After the Storm Comes the Flood
On the heels of WannaCry, enterprise security spend went up as much as 10x, and operational/production spend even higher. Some CISO’s had the challenge of being able to spend the budget (and more specifically staff for it) fast enough. We know this story by now in the world of cyber: never let an event go to waste, use it to secure funding, teams and positions in the organization.
But, when it comes to this coronavirus, the question is: what are we going to do differently next time? Lessons-learned, hindsight…none of it matters if we don’t do something with that hard-earned information. Now is the time as a nation, and as communities and businesses, to think about what we will do differently in the future to better prevent, and prepare for, such a pandemic. The number one change I saw in organizations impacted by WannaCry and NotPetya was, in a word, prevention.
While industry will try to tell you the lesson is one of restoration, end user training and awareness, and generally, “resilience”, the real answer of what changes after you go through something like this is: you never want to go through it again, and it becomes an intolerable component of risk management overall. CISO’s will go through 100-day plans, 200-day plans and beyond after an event like this. At the top of the list are those fundamental practices, technologies, and broader supply-chain and vendor management business practices that prevent, not just react to, the next big event.
Learning from Cyber and Biological Crisis Events
Time is the invisible instrument of advantage in an adversarial context. Those individuals, organizations, communities, and indeed nations that respond with decisive action, and do so as early as humanly possible, stand the greatest chance of mitigating the impact of both cyber and biological events. Hard decisions that carry certain risk must be made in the absence of perfect visibility, data or analysis. There isn’t time to wait to “understand this virus” before we act.

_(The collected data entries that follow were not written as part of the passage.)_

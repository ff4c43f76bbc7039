mod classifier;
mod engine;
pub mod errors;
mod models;
mod normalizer;
mod ontology;
mod registry;
mod resources;
#[cfg(test)]
mod testutils;
mod vectorizer;

pub const MODEL_VERSION: &str = "0.1.0";

pub use crate::classifier::MultinomialNaiveBayes;
pub use crate::engine::SentimentEngine;
pub use crate::errors::*;
pub use crate::models::*;
pub use crate::normalizer::{tokenize_light, Normalizer};
pub use crate::ontology::{Sentiment, SentimentResult, SentimentScore, SENTIMENTS};
pub use crate::registry::{
    DirectoryProfileLoader, HotelProfile, HotelRegistry, ProfileLoader,
};
pub use crate::resources::loading::load_shared_resources;
pub use crate::resources::stemmer::{HashMapStemmer, IndonesianStemmer, Stemmer};
pub use crate::resources::SharedResources;
pub use crate::vectorizer::TfidfVectorizer;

As with risk management in general: prepare for the worst, but also strive to act as though the worst might unfold. There is a cost and risk to doing this. There is a level of discomfort. But regardless of how we feel about these things as humans, the truth is, we are living in a hyper-velocity era, and our decision making must keep up, such that actions that matter can happen in time to matter, too. The adversary normally has time on its side, but it doesn’t have to be this way.
Let me conclude with a small example of an organization doing it right. MIT’s President L. Rafael Reif wrote in this notice to students:
“State and federal public health officials advise that to slow a spreading virus like COVID-19, the right time for decisive action is before it is established on our campus.”
A large part of acting quickly is the courage and wisdom to act well before there is even an event. Prepare, and stay safe.